━━━ Record excerpts
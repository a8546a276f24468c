//! In-memory implementation of every booking repository port.
//!
//! One store backs all three ports so a test can hand the same `Arc` to each
//! service. A single mutex guards the whole state, which makes the capacity
//! check and the insert atomic just like the row lock in the Diesel adapter.

use std::sync::{Mutex, MutexGuard};

use async_trait::async_trait;
use chrono::NaiveDate;

use crate::domain::ports::{
    ClientRepository, ClientRepositoryError, RegistrationRepository,
    RegistrationRepositoryError, TripRepository, TripRepositoryError,
};
use crate::domain::{
    Client, ClientId, ClientTrip, NewClient, Pesel, Registration, RegistrationKey, Trip,
    TripCapacity, TripCountry, TripId,
};

#[derive(Default)]
struct StoreState {
    last_client_id: i32,
    last_trip_id: i32,
    clients: Vec<Client>,
    trips: Vec<Trip>,
    trip_countries: Vec<(TripId, String)>,
    registrations: Vec<Registration>,
    drop_deletes: bool,
}

/// Mutex-guarded booking store.
#[derive(Default)]
pub struct InMemoryBookingStore {
    state: Mutex<StoreState>,
}

impl InMemoryBookingStore {
    pub fn new() -> Self {
        Self::default()
    }

    fn lock(&self) -> MutexGuard<'_, StoreState> {
        match self.state.lock() {
            Ok(guard) => guard,
            Err(_) => panic!("booking store mutex"),
        }
    }

    /// Seed a trip visiting `countries` and return its identifier.
    pub fn add_trip(
        &self,
        name: &str,
        date_from: NaiveDate,
        date_to: NaiveDate,
        max_people: u32,
        countries: &[&str],
    ) -> TripId {
        let mut state = self.lock();
        state.last_trip_id += 1;
        let id = TripId::new(state.last_trip_id);
        state.trips.push(Trip {
            id,
            name: name.to_owned(),
            description: format!("{name} itinerary"),
            date_from,
            date_to,
            capacity: TripCapacity::new(max_people),
        });
        state
            .trip_countries
            .extend(countries.iter().map(|country| (id, (*country).to_owned())));
        id
    }

    /// Add another country to an existing trip.
    pub fn add_country(&self, trip_id: TripId, country: &str) {
        self.lock().trip_countries.push((trip_id, country.to_owned()));
    }

    /// Number of registrations currently held for `trip_id`.
    pub fn registration_count(&self, trip_id: TripId) -> usize {
        self.lock()
            .registrations
            .iter()
            .filter(|registration| registration.key.trip_id == trip_id)
            .count()
    }

    /// Make every later delete report zero affected rows.
    pub fn drop_deletes(&self) {
        self.lock().drop_deletes = true;
    }
}

#[async_trait]
impl ClientRepository for InMemoryBookingStore {
    async fn exists(&self, id: ClientId) -> Result<bool, ClientRepositoryError> {
        Ok(self.lock().clients.iter().any(|client| client.id() == id))
    }

    async fn find_by_pesel(&self, pesel: &Pesel) -> Result<Option<Client>, ClientRepositoryError> {
        Ok(self
            .lock()
            .clients
            .iter()
            .find(|client| client.pesel() == pesel)
            .cloned())
    }

    async fn insert(&self, client: &NewClient) -> Result<Client, ClientRepositoryError> {
        let mut state = self.lock();
        if state.clients.iter().any(|existing| existing.pesel() == client.pesel()) {
            return Err(ClientRepositoryError::duplicate_pesel(client.pesel().as_str()));
        }
        state.last_client_id += 1;
        let created = client.clone().into_client(ClientId::new(state.last_client_id));
        state.clients.push(created.clone());
        Ok(created)
    }
}

#[async_trait]
impl TripRepository for InMemoryBookingStore {
    async fn exists(&self, id: TripId) -> Result<bool, TripRepositoryError> {
        Ok(self.lock().trips.iter().any(|trip| trip.id == id))
    }

    async fn list_with_countries(&self) -> Result<Vec<TripCountry>, TripRepositoryError> {
        let state = self.lock();
        let mut trips: Vec<&Trip> = state.trips.iter().collect();
        trips.sort_by(|a, b| b.date_from.cmp(&a.date_from).then(a.id.cmp(&b.id)));

        Ok(trips
            .into_iter()
            .flat_map(|trip| {
                state
                    .trip_countries
                    .iter()
                    .filter(move |(trip_id, _)| *trip_id == trip.id)
                    .map(move |(_, country)| TripCountry {
                        trip: trip.clone(),
                        country: country.clone(),
                    })
            })
            .collect())
    }

    async fn list_for_client(
        &self,
        client_id: ClientId,
    ) -> Result<Vec<ClientTrip>, TripRepositoryError> {
        let state = self.lock();
        let mut trips: Vec<ClientTrip> = state
            .registrations
            .iter()
            .filter(|registration| registration.key.client_id == client_id)
            .filter_map(|registration| {
                state
                    .trips
                    .iter()
                    .find(|trip| trip.id == registration.key.trip_id)
                    .map(|trip| ClientTrip {
                        trip: trip.clone(),
                        registered_at: registration.registered_at,
                        payment_date: registration.payment_date,
                    })
            })
            .collect();
        trips.sort_by(|a, b| {
            b.trip
                .date_from
                .cmp(&a.trip.date_from)
                .then(a.trip.id.cmp(&b.trip.id))
        });
        Ok(trips)
    }
}

#[async_trait]
impl RegistrationRepository for InMemoryBookingStore {
    async fn exists(&self, key: RegistrationKey) -> Result<bool, RegistrationRepositoryError> {
        Ok(self
            .lock()
            .registrations
            .iter()
            .any(|registration| registration.key == key))
    }

    async fn insert_within_capacity(
        &self,
        registration: &Registration,
    ) -> Result<(), RegistrationRepositoryError> {
        let mut state = self.lock();
        let key = registration.key;
        let capacity = state
            .trips
            .iter()
            .find(|trip| trip.id == key.trip_id)
            .map(|trip| trip.capacity)
            .ok_or_else(|| RegistrationRepositoryError::trip_not_found(key.trip_id.get()))?;

        let registered = state
            .registrations
            .iter()
            .filter(|existing| existing.key.trip_id == key.trip_id)
            .count();
        capacity.try_admit(u64::try_from(registered).unwrap_or(u64::MAX))?;

        if state.registrations.iter().any(|existing| existing.key == key) {
            return Err(RegistrationRepositoryError::already_registered(
                key.client_id.get(),
                key.trip_id.get(),
            ));
        }
        state.registrations.push(*registration);
        Ok(())
    }

    async fn delete(&self, key: RegistrationKey) -> Result<u64, RegistrationRepositoryError> {
        let mut state = self.lock();
        if state.drop_deletes {
            return Ok(0);
        }
        let before = state.registrations.len();
        state.registrations.retain(|registration| registration.key != key);
        Ok(u64::try_from(before - state.registrations.len()).unwrap_or(u64::MAX))
    }
}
━━━━━━
» **Problem to work on**
Would you print each line of the material exactly?

» **Reply**
repository a8546a276f24468c
//! In-memory implementation of every booking repository port.
//!
//! One store backs all three ports so a test can hand the same `Arc` to each
//! service. A single mutex guards the whole state, which makes the capacity
//! check and the insert atomic just like the row lock in the Diesel adapter.

use std::sync::{Mutex, MutexGuard};

use async_trait::async_trait;
use chrono::NaiveDate;

use crate::domain::ports::{
    ClientRepository, ClientRepositoryError, RegistrationRepository,
    RegistrationRepositoryError, TripRepository, TripRepositoryError,
};
use crate::domain::{
    Client, ClientId, ClientTrip, NewClient, Pesel, Registration, RegistrationKey, Trip,
    TripCapacity, TripCountry, TripId,
};

#[derive(Default)]
struct StoreState {
    last_client_id: i32,
    last_trip_id: i32,
    clients: Vec<Client>,
    trips: Vec<Trip>,
    trip_countries: Vec<(TripId, String)>,
    registrations: Vec<Registration>,
    drop_deletes: bool,
}

/// Mutex-guarded booking store.
#[derive(Default)]
pub struct InMemoryBookingStore {
    state: Mutex<StoreState>,
}

impl InMemoryBookingStore {
    pub fn new() -> Self {
        Self::default()
    }

    fn lock(&self) -> MutexGuard<'_, StoreState> {
        match self.state.lock() {
            Ok(guard) => guard,
            Err(_) => panic!("booking store mutex"),
        }
    }

    /// Seed a trip visiting `countries` and return its identifier.
    pub fn add_trip(
        &self,
        name: &str,
        date_from: NaiveDate,
        date_to: NaiveDate,
        max_people: u32,
        countries: &[&str],
    ) -> TripId {
        let mut state = self.lock();
        state.last_trip_id += 1;
        let id = TripId::new(state.last_trip_id);
        state.trips.push(Trip {
            id,
            name: name.to_owned(),
            description: format!("{name} itinerary"),
            date_from,
            date_to,
            capacity: TripCapacity::new(max_people),
        });
        state
            .trip_countries
            .extend(countries.iter().map(|country| (id, (*country).to_owned())));
        id
    }

    /// Add another country to an existing trip.
    pub fn add_country(&self, trip_id: TripId, country: &str) {
        self.lock().trip_countries.push((trip_id, country.to_owned()));
    }

    /// Number of registrations currently held for `trip_id`.
    pub fn registration_count(&self, trip_id: TripId) -> usize {
        self.lock()
            .registrations
            .iter()
            .filter(|registration| registration.key.trip_id == trip_id)
            .count()
    }

    /// Make every later delete report zero affected rows.
    pub fn drop_deletes(&self) {
        self.lock().drop_deletes = true;
    }
}

#[async_trait]
impl ClientRepository for InMemoryBookingStore {
    async fn exists(&self, id: ClientId) -> Result<bool, ClientRepositoryError> {
        Ok(self.lock().clients.iter().any(|client| client.id() == id))
    }

    async fn find_by_pesel(&self, pesel: &Pesel) -> Result<Option<Client>, ClientRepositoryError> {
        Ok(self
            .lock()
            .clients
            .iter()
            .find(|client| client.pesel() == pesel)
            .cloned())
    }

    async fn insert(&self, client: &NewClient) -> Result<Client, ClientRepositoryError> {
        let mut state = self.lock();
        if state.clients.iter().any(|existing| existing.pesel() == client.pesel()) {
            return Err(ClientRepositoryError::duplicate_pesel(client.pesel().as_str()));
        }
        state.last_client_id += 1;
        let created = client.clone().into_client(ClientId::new(state.last_client_id));
        state.clients.push(created.clone());
        Ok(created)
    }
}

#[async_trait]
impl TripRepository for InMemoryBookingStore {
    async fn exists(&self, id: TripId) -> Result<bool, TripRepositoryError> {
        Ok(self.lock().trips.iter().any(|trip| trip.id == id))
    }

    async fn list_with_countries(&self) -> Result<Vec<TripCountry>, TripRepositoryError> {
        let state = self.lock();
        let mut trips: Vec<&Trip> = state.trips.iter().collect();
        trips.sort_by(|a, b| b.date_from.cmp(&a.date_from).then(a.id.cmp(&b.id)));

        Ok(trips
            .into_iter()
            .flat_map(|trip| {
                state
                    .trip_countries
                    .iter()
                    .filter(move |(trip_id, _)| *trip_id == trip.id)
                    .map(move |(_, country)| TripCountry {
                        trip: trip.clone(),
                        country: country.clone(),
                    })
            })
            .collect())
    }

    async fn list_for_client(
        &self,
        client_id: ClientId,
    ) -> Result<Vec<ClientTrip>, TripRepositoryError> {
        let state = self.lock();
        let mut trips: Vec<ClientTrip> = state
            .registrations
            .iter()
            .filter(|registration| registration.key.client_id == client_id)
            .filter_map(|registration| {
                state
                    .trips
                    .iter()
                    .find(|trip| trip.id == registration.key.trip_id)
                    .map(|trip| ClientTrip {
                        trip: trip.clone(),
                        registered_at: registration.registered_at,
                        payment_date: registration.payment_date,
                    })
            })
            .collect();
        trips.sort_by(|a, b| {
            b.trip
                .date_from
                .cmp(&a.trip.date_from)
                .then(a.trip.id.cmp(&b.trip.id))
        });
        Ok(trips)
    }
}

#[async_trait]
impl RegistrationRepository for InMemoryBookingStore {
    async fn exists(&self, key: RegistrationKey) -> Result<bool, RegistrationRepositoryError> {
        Ok(self
            .lock()
            .registrations
            .iter()
            .any(|registration| registration.key == key))
    }

    async fn insert_within_capacity(
        &self,
        registration: &Registration,
    ) -> Result<(), RegistrationRepositoryError> {
        let mut state = self.lock();
        let key = registration.key;
        let capacity = state
            .trips
            .iter()
            .find(|trip| trip.id == key.trip_id)
            .map(|trip| trip.capacity)
            .ok_or_else(|| RegistrationRepositoryError::trip_not_found(key.trip_id.get()))?;

        let registered = state
            .registrations
            .iter()
            .filter(|existing| existing.key.trip_id == key.trip_id)
            .count();
        capacity.try_admit(u64::try_from(registered).unwrap_or(u64::MAX))?;

        if state.registrations.iter().any(|existing| existing.key == key) {
            return Err(RegistrationRepositoryError::already_registered(
                key.client_id.get(),
                key.trip_id.get(),
            ));
        }
        state.registrations.push(*registration);
        Ok(())
    }

    async fn delete(&self, key: RegistrationKey) -> Result<u64, RegistrationRepositoryError> {
        let mut state = self.lock();
        if state.drop_deletes {
            return Ok(0);
        }
        let before = state.registrations.len();
        state.registrations.retain(|registration| registration.key != key);
        Ok(u64::try_from(before - state.registrations.len()).unwrap_or(u64::MAX))
    }
}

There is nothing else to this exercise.